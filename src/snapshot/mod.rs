//! Snapshot files
//!
//! A snapshot is the full set of users, songs and playlists at a point in
//! time, stored as JSON lists. This module converts between that list form
//! and the keyed [`Dataset`].

mod codec;

pub use codec::{read_changes, read_snapshot, write_snapshot};

use crate::model::{Dataset, Playlist, Song, User};
use anyhow::Result;
use serde::{Deserialize, Serialize};
use std::path::Path;

/// Serialized form of a dataset
#[derive(Debug, Clone, Default, PartialEq, Serialize, Deserialize)]
pub struct Snapshot {
    #[serde(default, deserialize_with = "crate::model::null_as_empty")]
    pub users: Vec<User>,

    #[serde(default, deserialize_with = "crate::model::null_as_empty")]
    pub playlists: Vec<Playlist>,

    #[serde(default, deserialize_with = "crate::model::null_as_empty")]
    pub songs: Vec<Song>,
}

impl From<Snapshot> for Dataset {
    fn from(snapshot: Snapshot) -> Self {
        Dataset::load(snapshot.users, snapshot.songs, snapshot.playlists)
    }
}

impl From<Dataset> for Snapshot {
    fn from(dataset: Dataset) -> Self {
        let (users, songs, playlists) = dataset.export_all();
        Snapshot {
            users,
            playlists,
            songs,
        }
    }
}

/// Load a snapshot file into a dataset
pub fn load_dataset(path: &Path) -> Result<Dataset> {
    log::info!("Loading snapshot from {:?}", path);
    let dataset = Dataset::from(read_snapshot(path)?);

    log::info!(
        "Loaded dataset: {} users, {} songs, {} playlists",
        dataset.user_count(),
        dataset.song_count(),
        dataset.playlist_count()
    );

    Ok(dataset)
}

/// Write a dataset out as a snapshot file
pub fn save_dataset(path: &Path, dataset: Dataset, pretty: bool) -> Result<()> {
    log::info!("Saving snapshot to {:?}", path);
    write_snapshot(path, &Snapshot::from(dataset), pretty)
}
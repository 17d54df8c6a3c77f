//! Validation utilities
//!
//! Re-reads a written snapshot and checks playlist references

mod integrity;

pub use integrity::{check_integrity, validate_output, IntegrityIssue};
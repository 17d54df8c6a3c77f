use super::{Playlist, Song, User};
use std::collections::HashMap;

/// In-memory users, songs and playlists, each indexed by ID
#[derive(Debug, Clone, Default)]
pub struct Dataset {
    users: HashMap<String, User>,
    songs: HashMap<String, Song>,
    playlists: HashMap<String, Playlist>,
}

impl Dataset {
    /// Create a new empty dataset
    pub fn new() -> Self {
        Self::default()
    }

    /// Build a dataset from loaded records.
    ///
    /// References between records are not checked here; the snapshot is
    /// trusted. A repeated ID replaces the earlier record of the same type.
    pub fn load(
        users: impl IntoIterator<Item = User>,
        songs: impl IntoIterator<Item = Song>,
        playlists: impl IntoIterator<Item = Playlist>,
    ) -> Self {
        let mut dataset = Self::new();

        for user in users {
            if let Some(previous) = dataset.users.insert(user.id.clone(), user) {
                log::warn!("Duplicate user ID {} in snapshot, keeping the last one", previous.id);
            }
        }
        for song in songs {
            if let Some(previous) = dataset.songs.insert(song.id.clone(), song) {
                log::warn!("Duplicate song ID {} in snapshot, keeping the last one", previous.id);
            }
        }
        for playlist in playlists {
            if let Some(previous) = dataset.playlists.insert(playlist.id.clone(), playlist) {
                log::warn!(
                    "Duplicate playlist ID {} in snapshot, keeping the last one",
                    previous.id
                );
            }
        }

        dataset
    }

    /// Take all records out as lists sorted by ID
    pub fn export_all(self) -> (Vec<User>, Vec<Song>, Vec<Playlist>) {
        (
            sorted_values(self.users),
            sorted_values(self.songs),
            sorted_values(self.playlists),
        )
    }

    /// Check if a user exists
    pub fn has_user(&self, id: &str) -> bool {
        self.users.contains_key(id)
    }

    /// Check if a song exists
    pub fn has_song(&self, id: &str) -> bool {
        self.songs.contains_key(id)
    }

    /// Check if a playlist exists
    pub fn has_playlist(&self, id: &str) -> bool {
        self.playlists.contains_key(id)
    }

    /// Get a user by ID
    pub fn get_user(&self, id: &str) -> Option<&User> {
        self.users.get(id)
    }

    /// Get a song by ID
    pub fn get_song(&self, id: &str) -> Option<&Song> {
        self.songs.get(id)
    }

    /// Get a playlist by ID
    pub fn get_playlist(&self, id: &str) -> Option<&Playlist> {
        self.playlists.get(id)
    }

    /// Insert or replace a playlist under its own ID
    pub fn add_playlist(&mut self, playlist: Playlist) {
        self.playlists.insert(playlist.id.clone(), playlist);
    }

    /// Remove a playlist, returning it if it was present
    pub fn remove_playlist(&mut self, id: &str) -> Option<Playlist> {
        self.playlists.remove(id)
    }

    /// Get all playlists
    pub fn playlists(&self) -> impl Iterator<Item = &Playlist> {
        self.playlists.values()
    }

    /// Total number of users
    pub fn user_count(&self) -> usize {
        self.users.len()
    }

    /// Total number of songs
    pub fn song_count(&self) -> usize {
        self.songs.len()
    }

    /// Total number of playlists
    pub fn playlist_count(&self) -> usize {
        self.playlists.len()
    }
}

fn sorted_values<T>(map: HashMap<String, T>) -> Vec<T> {
    let mut entries: Vec<(String, T)> = map.into_iter().collect();
    entries.sort_by(|a, b| a.0.cmp(&b.0));
    entries.into_iter().map(|(_, value)| value).collect()
}
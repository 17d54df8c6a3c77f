//! Advisory notices for skipped changes

use thiserror::Error;

/// A change (or part of one) that was skipped while applying a batch.
///
/// Notices never stop the batch; the caller decides how to show them.
#[derive(Debug, Clone, PartialEq, Eq, Error)]
pub enum Notice {
    #[error("Could not find playlist {playlist_id} for removal, skipping")]
    PlaylistNotFoundForRemoval { playlist_id: String },

    #[error("Playlist {playlist_id} already exists, skipping new playlist")]
    PlaylistAlreadyExists { playlist_id: String },

    #[error("No user found with ID {user_id}, skipping new playlist {playlist_id}")]
    UnknownUser {
        playlist_id: String,
        user_id: String,
    },

    #[error("No existing songs for new playlist {playlist_id}, skipping")]
    NoExistingSongs { playlist_id: String },

    #[error("No playlist found with ID {playlist_id}, skipping update")]
    UnknownPlaylist { playlist_id: String },

    #[error("No song found with ID {song_id}, not adding it to playlist {playlist_id}")]
    UnknownSong {
        playlist_id: String,
        song_id: String,
    },
}

/// Outcome of applying one change batch
#[derive(Debug, Clone, Default, PartialEq, Eq)]
pub struct ApplyReport {
    /// Skipped changes, in the order they were encountered
    pub notices: Vec<Notice>,

    /// Playlists removed
    pub removed: usize,

    /// New playlists added
    pub added: usize,

    /// Update records whose target playlist existed
    pub updated: usize,

    /// Songs appended across all updates
    pub songs_appended: usize,
}

impl ApplyReport {
    /// True when nothing in the batch was skipped
    pub fn is_clean(&self) -> bool {
        self.notices.is_empty()
    }
}
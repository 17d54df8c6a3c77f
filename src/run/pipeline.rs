//! Load, apply and save orchestration

use super::config::MixtapeConfig;
use crate::snapshot::{load_dataset, read_changes, save_dataset};
use crate::update::{apply_changes, ApplyReport};
use crate::validation::{validate_output, IntegrityIssue};
use anyhow::Result;

/// What a completed run did
#[derive(Debug, Clone)]
pub struct RunSummary {
    /// Changes applied and skipped
    pub report: ApplyReport,

    pub user_count: usize,
    pub song_count: usize,
    pub playlist_count: usize,

    /// Output integrity issues, if validation ran
    pub issues: Option<Vec<IntegrityIssue>>,
}

/// Main run pipeline
pub struct MixtapePipeline {
    config: MixtapeConfig,
}

impl MixtapePipeline {
    pub fn new(config: MixtapeConfig) -> Self {
        Self { config }
    }

    /// Run the complete load/apply/save process.
    ///
    /// Read and decode failures abort before anything is written.
    pub fn run(&self) -> Result<RunSummary> {
        // Step 1: Load the snapshot and the changes
        let mut dataset = load_dataset(&self.config.input)?;

        log::info!("Reading changes from {:?}", self.config.changes);
        let batch = read_changes(&self.config.changes)?;

        // Step 2: Apply
        let report = apply_changes(&mut dataset, batch);
        log_report(&report);

        let user_count = dataset.user_count();
        let song_count = dataset.song_count();
        let playlist_count = dataset.playlist_count();

        // Step 3: Save
        save_dataset(&self.config.output, dataset, self.config.pretty)?;

        // Step 4: Optional round-trip check
        let issues = if self.config.validate {
            Some(validate_output(&self.config.output)?)
        } else {
            None
        };

        Ok(RunSummary {
            report,
            user_count,
            song_count,
            playlist_count,
            issues,
        })
    }
}

fn log_report(report: &ApplyReport) {
    for notice in &report.notices {
        log::warn!("{}", notice);
    }

    log::info!(
        "Applied changes: {} removed, {} added, {} updated ({} songs appended), {} skipped",
        report.removed,
        report.added,
        report.updated,
        report.songs_appended,
        report.notices.len()
    );
}
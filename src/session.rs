//! Application session: the objects built once at startup and passed down
//! explicitly to every call site.

use crate::config::{Config, ListingConfig};
use crate::error::Result;
use crate::listing::{FilterCriteria, PricePreset};
use crate::store::CachedStoreClient;

pub struct Session {
  client: CachedStoreClient,
  listing: ListingConfig,
}

impl Session {
  /// Build the store client and open the cache described by `config`.
  pub fn start(config: &Config) -> Result<Self> {
    let client = CachedStoreClient::new(config)?;
    tracing::info!(base_url = %config.api.base_url, cache = config.cache.enabled, "session started");
    Ok(Self::new(client, config.listing.clone()))
  }

  pub fn new(client: CachedStoreClient, listing: ListingConfig) -> Self {
    Self { client, listing }
  }

  pub fn client(&self) -> &CachedStoreClient {
    &self.client
  }

  pub fn presets(&self) -> &[PricePreset] {
    &self.listing.price_presets
  }

  pub fn preset(&self, label: &str) -> Option<&PricePreset> {
    self.listing.preset(label)
  }

  pub fn default_criteria(&self) -> FilterCriteria {
    self.listing.default_criteria()
  }
}
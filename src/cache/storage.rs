//! Cache storage trait and SQLite implementation.

use rusqlite::{params, Connection, OptionalExtension};
use std::collections::HashMap;
use std::path::{Path, PathBuf};
use std::sync::Mutex;

use crate::error::{Error, Result};

/// Trait for durable key-value storage backends.
///
/// Values are opaque strings; the cache layer serializes entries to JSON
/// before handing them over. Writes replace the whole value for a key.
pub trait CacheStorage: Send + Sync {
  /// Read the value stored under `key`, if any.
  fn get(&self, key: &str) -> Result<Option<String>>;

  /// Store `value` under `key`, replacing any previous value.
  fn set(&self, key: &str, value: &str) -> Result<()>;
}

/// Storage implementation that doesn't cache anything.
/// Used when caching is disabled - all operations are no-ops.
pub struct NoopStorage;

impl CacheStorage for NoopStorage {
  fn get(&self, _key: &str) -> Result<Option<String>> {
    Ok(None) // Always miss
  }

  fn set(&self, _key: &str, _value: &str) -> Result<()> {
    Ok(()) // Discard
  }
}

/// Process-local storage, lost on exit.
#[derive(Default)]
pub struct MemoryStorage {
  values: Mutex<HashMap<String, String>>,
}

impl MemoryStorage {
  pub fn new() -> Self {
    Self::default()
  }
}

impl CacheStorage for MemoryStorage {
  fn get(&self, key: &str) -> Result<Option<String>> {
    let values = self.values.lock().map_err(|_| Error::StorageLock)?;
    Ok(values.get(key).cloned())
  }

  fn set(&self, key: &str, value: &str) -> Result<()> {
    let mut values = self.values.lock().map_err(|_| Error::StorageLock)?;
    values.insert(key.to_string(), value.to_string());
    Ok(())
  }
}

/// SQLite-based cache storage implementation.
pub struct SqliteStorage {
  conn: Mutex<Connection>,
}

impl SqliteStorage {
  /// Open the cache database at `path`, or at the default location.
  pub fn open(path: Option<&Path>) -> Result<Self> {
    let path = match path {
      Some(p) => p.to_path_buf(),
      None => Self::default_path()?,
    };

    // Ensure parent directory exists
    if let Some(parent) = path.parent() {
      std::fs::create_dir_all(parent)?;
    }

    let conn = Connection::open(&path)?;
    tracing::debug!(path = %path.display(), "opened cache database");
    Self::with_connection(conn)
  }

  /// Open a throwaway in-memory database.
  pub fn open_in_memory() -> Result<Self> {
    Self::with_connection(Connection::open_in_memory()?)
  }

  fn with_connection(conn: Connection) -> Result<Self> {
    let storage = Self {
      conn: Mutex::new(conn),
    };
    storage.run_migrations()?;
    Ok(storage)
  }

  /// Get the default database path.
  fn default_path() -> Result<PathBuf> {
    let data_dir = dirs::data_dir()
      .or_else(|| dirs::home_dir().map(|p| p.join(".local/share")))
      .ok_or_else(|| {
        Error::Io(std::io::Error::new(
          std::io::ErrorKind::NotFound,
          "could not determine data directory",
        ))
      })?;

    Ok(data_dir.join("storefront").join("cache.db"))
  }

  /// Run database migrations for cache tables.
  fn run_migrations(&self) -> Result<()> {
    let conn = self.conn.lock().map_err(|_| Error::StorageLock)?;
    conn.execute_batch(CACHE_SCHEMA)?;
    Ok(())
  }
}

/// Schema for cache tables.
const CACHE_SCHEMA: &str = r#"
-- One row per cache key; value is the serialized cache entry
CREATE TABLE IF NOT EXISTS kv_cache (
    cache_key TEXT PRIMARY KEY,
    value TEXT NOT NULL,
    written_at TEXT NOT NULL DEFAULT (datetime('now'))
);
"#;

impl CacheStorage for SqliteStorage {
  fn get(&self, key: &str) -> Result<Option<String>> {
    let conn = self.conn.lock().map_err(|_| Error::StorageLock)?;

    let value = conn
      .query_row(
        "SELECT value FROM kv_cache WHERE cache_key = ?",
        params![key],
        |row| row.get(0),
      )
      .optional()?;

    Ok(value)
  }

  fn set(&self, key: &str, value: &str) -> Result<()> {
    let conn = self.conn.lock().map_err(|_| Error::StorageLock)?;

    conn.execute(
      "INSERT OR REPLACE INTO kv_cache (cache_key, value, written_at)
       VALUES (?, ?, datetime('now'))",
      params![key, value],
    )?;

    Ok(())
  }
}

#[cfg(test)]
mod tests {
  use super::*;

  #[test]
  fn test_noop_always_misses() {
    let storage = NoopStorage;
    storage.set("books", "[]").unwrap();
    assert_eq!(storage.get("books").unwrap(), None);
  }

  #[test]
  fn test_memory_overwrites() {
    let storage = MemoryStorage::new();
    assert_eq!(storage.get("books").unwrap(), None);

    storage.set("books", "first").unwrap();
    storage.set("books", "second").unwrap();
    assert_eq!(storage.get("books").unwrap().as_deref(), Some("second"));
  }

  #[test]
  fn test_sqlite_get_set() {
    let storage = SqliteStorage::open_in_memory().unwrap();
    assert_eq!(storage.get("categories").unwrap(), None);

    storage.set("categories", r#"{"a":1}"#).unwrap();
    storage.set("books", "[]").unwrap();
    storage.set("categories", r#"{"a":2}"#).unwrap();

    assert_eq!(
      storage.get("categories").unwrap().as_deref(),
      Some(r#"{"a":2}"#)
    );
    assert_eq!(storage.get("books").unwrap().as_deref(), Some("[]"));
  }

  #[test]
  fn test_sqlite_persists_across_reopen() {
    let dir = tempfile::tempdir().unwrap();
    let path = dir.path().join("nested").join("cache.db");

    {
      let storage = SqliteStorage::open(Some(&path)).unwrap();
      storage.set("books", "payload").unwrap();
    }

    let reopened = SqliteStorage::open(Some(&path)).unwrap();
    assert_eq!(reopened.get("books").unwrap().as_deref(), Some("payload"));
  }
}
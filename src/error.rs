//! Error types for the storefront library.

use thiserror::Error;

/// Errors that can occur while fetching, caching or listing catalog data.
#[derive(Debug, Error)]
pub enum Error {
  /// Transport-level HTTP failure (connect, timeout, TLS, body read).
  #[error("HTTP error: {0}")]
  Http(#[from] reqwest::Error),

  /// The store API answered with a non-success status.
  #[error("Store API returned {status} for {url}")]
  Status { status: u16, url: String },

  /// A response or cache entry could not be decoded.
  #[error("Malformed payload: {0}")]
  Decode(#[from] serde_json::Error),

  /// The configured base URL or an endpoint path is not a valid URL.
  #[error("Invalid URL: {0}")]
  Url(#[from] url::ParseError),

  /// Durable storage failed.
  #[error("Storage error: {0}")]
  Storage(#[from] rusqlite::Error),

  /// The storage connection lock was poisoned by a panicking holder.
  #[error("Storage lock poisoned")]
  StorageLock,

  /// I/O error.
  #[error("I/O error: {0}")]
  Io(#[from] std::io::Error),

  /// Listing criteria violate the pagination contract.
  #[error("Invalid criteria: {0}")]
  InvalidCriteria(String),
}

impl Error {
  /// True for failures of the remote service rather than local faults.
  pub fn is_network(&self) -> bool {
    matches!(self, Error::Http(_) | Error::Status { .. } | Error::Decode(_))
  }
}

/// Result type alias using our Error type.
pub type Result<T> = std::result::Result<T, Error>;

════

**Work to be completed**
Using the listing above, show every line that includes the string "entries".

**Result of this task**
    let mut entries: Vec<(String, T)> = map.into_iter().collect();
    entries.sort_by(|a, b| a.0.cmp(&b.0));
    entries.into_iter().map(|(_, value)| value).collect()
/// Values are opaque strings; the cache layer serializes entries to JSON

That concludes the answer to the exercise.